Over the next few weeks, we’ll be posting 10 myths about dieting from the article by Michael Mosley in The Times.
On my first day at medical school a hundred of us gathered in a lecture theatre to be greeted by the Dean. He talked for an hour but there are only two things he said that I still remember. The first was that, based on previous experience, four of us in that room would marry. He was right; I met my future wife that day.
The other thing he said was that while we would learn an enormous amount over the next 5 years, within 10 years of graduating much of what we had learnt would be out of date. Medicine is constantly changing and unless you keep up you are doomed to cling to outmoded ideas.
This is particularly true in the field of human nutrition and dieting. So what are some of the most common and firmly held dieting myths?
Claim 1 Eating breakfast is important if you want to avoid putting on weight.
We are often told that eating a good breakfast is a simple way to control your weight. If you skip breakfast then you will get hungry later in the day and snack on high calorie junk food.
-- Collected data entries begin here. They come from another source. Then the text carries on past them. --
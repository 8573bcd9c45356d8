//! A fully safe deque built on [`GhostCell`] and [`StaticRc`], kept as a
//! playground for a branded-token node representation. The supported API of
//! this crate remains [`List`](crate::List).

use ghost_cell::{GhostCell, GhostToken};
use static_rc::StaticRc;

const FRONT: usize = 0;
const BACK: usize = 1;

/// A doubly-linked deque whose node ownership is split into two
/// [`StaticRc`] halves, one per inbound link.
///
/// Dropping a non-empty `TokenList` leaks its nodes, as joining the halves
/// requires the token. Call [`clear`](TokenList::clear) first.
pub struct TokenList<'id, T> {
    ends: [Option<NodeRef<'id, T>>; 2],
    len: usize,
}

struct Node<'id, T> {
    neighbors: [Option<NodeRef<'id, T>>; 2],
    value: T,
}

type NodeRef<'id, T> = Half<GhostCell<'id, Node<'id, T>>>;

type Half<T> = StaticRc<T, 1, 2>;
type Full<T> = StaticRc<T, 2, 2>;

impl<'id, T> Node<'id, T> {
    fn new(value: T) -> Self {
        let neighbors = [None, None];
        Self { neighbors, value }
    }
}

impl<'id, T> Default for TokenList<'id, T> {
    fn default() -> Self {
        let ends = [None, None];
        Self { ends, len: 0 }
    }
}

impl<'id, T> TokenList<'id, T> {
    // A node is owned by its two inbound links: for a node in the middle
    // these are its neighbours, for an end node one of them is the list
    // itself, and for a singleton both list slots hold a half.
    fn push_at(&mut self, side: usize, value: T, token: &mut GhostToken<'id>) {
        let inward = 1 - side;
        let (a, b) = Full::split(Full::new(GhostCell::new(Node::new(value))));
        match self.ends[side].take() {
            Some(end) => {
                end.borrow_mut(token).neighbors[side] = Some(a);
                b.borrow_mut(token).neighbors[inward] = Some(end);
            }
            None => self.ends[inward] = Some(a),
        }
        self.ends[side] = Some(b);
        self.len += 1;
    }

    fn pop_at(&mut self, side: usize, token: &mut GhostToken<'id>) -> Option<T> {
        let inward = 1 - side;
        let outer = self.ends[side].take()?;
        let inner = match outer.borrow_mut(token).neighbors[inward].take() {
            Some(neighbor) => {
                let inner = neighbor.borrow_mut(token).neighbors[side].take().unwrap();
                self.ends[side] = Some(neighbor);
                inner
            }
            None => self.ends[inward].take().unwrap(),
        };
        self.len -= 1;
        Some(Full::into_box(Full::join(outer, inner)).into_inner().value)
    }
}

impl<'id, T> TokenList<'id, T> {
    pub fn new() -> Self {
        Default::default()
    }
    pub fn len(&self) -> usize {
        self.len
    }
    pub fn is_empty(&self) -> bool {
        self.len == 0
    }
    pub fn front<'a>(&'a self, token: &'a GhostToken<'id>) -> Option<&'a T> {
        self.ends[FRONT].as_ref().map(|node| &node.borrow(token).value)
    }
    pub fn back<'a>(&'a self, token: &'a GhostToken<'id>) -> Option<&'a T> {
        self.ends[BACK].as_ref().map(|node| &node.borrow(token).value)
    }
    pub fn push_front(&mut self, value: T, token: &mut GhostToken<'id>) {
        self.push_at(FRONT, value, token);
    }
    pub fn push_back(&mut self, value: T, token: &mut GhostToken<'id>) {
        self.push_at(BACK, value, token);
    }
    pub fn pop_front(&mut self, token: &mut GhostToken<'id>) -> Option<T> {
        self.pop_at(FRONT, token)
    }
    pub fn pop_back(&mut self, token: &mut GhostToken<'id>) -> Option<T> {
        self.pop_at(BACK, token)
    }
    pub fn clear(&mut self, token: &mut GhostToken<'id>) {
        while self.pop_at(FRONT, token).is_some() {}
    }
    pub fn to_vec(&self, token: &GhostToken<'id>) -> Vec<T>
    where
        T: Clone,
    {
        let mut items = Vec::with_capacity(self.len);
        let mut next = self.ends[FRONT].as_ref();
        while let Some(node) = next {
            let node = node.borrow(token);
            items.push(node.value.clone());
            next = node.neighbors[BACK].as_ref();
        }
        items
    }
}

#[cfg(test)]
mod tests {
    use crate::experiments::TokenList;
    use ghost_cell::GhostToken;

    #[test]
    fn token_list_push_pop() {
        GhostToken::new(|mut token| {
            let mut list = TokenList::new();
            assert!(list.is_empty());
            list.push_back(1, &mut token);
            list.push_front(2, &mut token);
            list.push_back(3, &mut token);
            assert_eq!(list.len(), 3);
            assert_eq!(list.front(&token), Some(&2));
            assert_eq!(list.back(&token), Some(&3));
            assert_eq!(list.pop_back(&mut token), Some(3));
            assert_eq!(list.pop_front(&mut token), Some(2));
            assert_eq!(list.pop_back(&mut token), Some(1));
            assert_eq!(list.pop_front(&mut token), None);
            assert!(list.is_empty());
        })
    }

    #[test]
    fn token_list_orders_front_to_back() {
        GhostToken::new(|mut token| {
            let mut list = TokenList::new();
            for value in [1, 2, 3, 4] {
                list.push_back(value, &mut token);
            }
            list.push_front(0, &mut token);
            assert_eq!(list.to_vec(&token), vec![0, 1, 2, 3, 4]);
            list.clear(&mut token);
            assert_eq!(list.len(), 0);
            assert_eq!(list.to_vec(&token), Vec::<i32>::new());
        })
    }

    #[test]
    fn token_list_singleton_edges() {
        GhostToken::new(|mut token| {
            let mut list = TokenList::new();
            assert_eq!(list.front(&token), None);
            list.push_front('a', &mut token);
            assert_eq!(list.front(&token), list.back(&token));
            assert_eq!(list.pop_back(&mut token), Some('a'));
            assert_eq!(list.pop_back(&mut token), None);
        })
    }
}
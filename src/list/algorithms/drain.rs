use crate::list::cursor::CursorMut;
use crate::List;
use std::fmt;
use std::iter::FusedIterator;
use std::marker::PhantomData;

/// An owning iterator over a removed range of a `List`, front to back.
///
/// The range is unlinked from the list in [`List::drain`] itself, before
/// this iterator is handed out. Dropping the iterator merely drops the
/// elements that were not consumed; leaking it leaks those elements, but
/// the list is already in its final state either way.
pub struct Drain<'a, T: 'a> {
    removed: List<T>,
    _marker: PhantomData<&'a mut List<T>>,
}

impl<'a, T: 'a> Drain<'a, T> {
    pub(crate) fn new(removed: List<T>) -> Self {
        Self {
            removed,
            _marker: PhantomData,
        }
    }
}

impl<T> Iterator for Drain<'_, T> {
    type Item = T;

    fn next(&mut self) -> Option<Self::Item> {
        self.removed.pop_front()
    }

    fn size_hint(&self) -> (usize, Option<usize>) {
        let len = self.removed.len();
        (len, Some(len))
    }
}

impl<T> DoubleEndedIterator for Drain<'_, T> {
    fn next_back(&mut self) -> Option<Self::Item> {
        self.removed.pop_back()
    }
}

impl<T> ExactSizeIterator for Drain<'_, T> {}

impl<T> FusedIterator for Drain<'_, T> {}

impl<T: fmt::Debug> fmt::Debug for Drain<'_, T> {
    fn fmt(&self, f: &mut fmt::Formatter<'_>) -> fmt::Result {
        f.debug_tuple("Drain").field(&self.removed).finish()
    }
}

/// An iterator which removes the elements a filter accepts, yielding them
/// in order.
///
/// When the iterator is dropped, the remaining elements are still run
/// through the filter and the accepted ones removed. If the iterator is
/// leaked instead, the walk simply stops where it was; the list keeps all
/// elements not yet removed and stays fully usable.
pub struct ExtractIf<'a, T: 'a, F: 'a>
where
    F: FnMut(&mut T) -> bool,
{
    cursor: CursorMut<'a, T>,
    filter: F,
}

impl<'a, T, F> ExtractIf<'a, T, F>
where
    F: FnMut(&mut T) -> bool,
{
    pub(crate) fn new(cursor: CursorMut<'a, T>, filter: F) -> Self {
        Self { cursor, filter }
    }
}

impl<T, F> Iterator for ExtractIf<'_, T, F>
where
    F: FnMut(&mut T) -> bool,
{
    type Item = T;

    fn next(&mut self) -> Option<Self::Item> {
        loop {
            // `current_mut` is `None` exactly at the tail sentinel, so the
            // walk ends before the wrapping move could start over.
            if (self.filter)(self.cursor.current_mut()?) {
                return self.cursor.remove();
            }
            self.cursor.move_next_wrapping();
        }
    }

    fn size_hint(&self) -> (usize, Option<usize>) {
        // Anything between the cursor and the tail sentinel may still pass.
        (0, Some(self.cursor.view().len() - self.cursor.index()))
    }
}

impl<T, F> Drop for ExtractIf<'_, T, F>
where
    F: FnMut(&mut T) -> bool,
{
    fn drop(&mut self) {
        self.for_each(drop);
    }
}

impl<T: fmt::Debug, F> fmt::Debug for ExtractIf<'_, T, F>
where
    F: FnMut(&mut T) -> bool,
{
    fn fmt(&self, f: &mut fmt::Formatter<'_>) -> fmt::Result {
        f.debug_tuple("ExtractIf")
            .field(self.cursor.view())
            .finish()
    }
}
Eating breakfast revs up your metabolism, preparing you for the day.
It seems a plausible suggestion but is it true?
There have certainly been plenty of studies which have compared people who skip breakfast with people who don’t and the breakfast eaters are often found to be slimmer and healthier. This could be for the reasons stated above, or it could be that breakfast skippers are generally less healthy individuals and the fact that they are a little bit fatter has little to do with when they decide to break their fast.
One way to test the merits of these claims is to take two groups of people, breakfast skippers and breakfast eaters, and make them swop habits. Get the breakfast skippers to eat breakfast and vica versa.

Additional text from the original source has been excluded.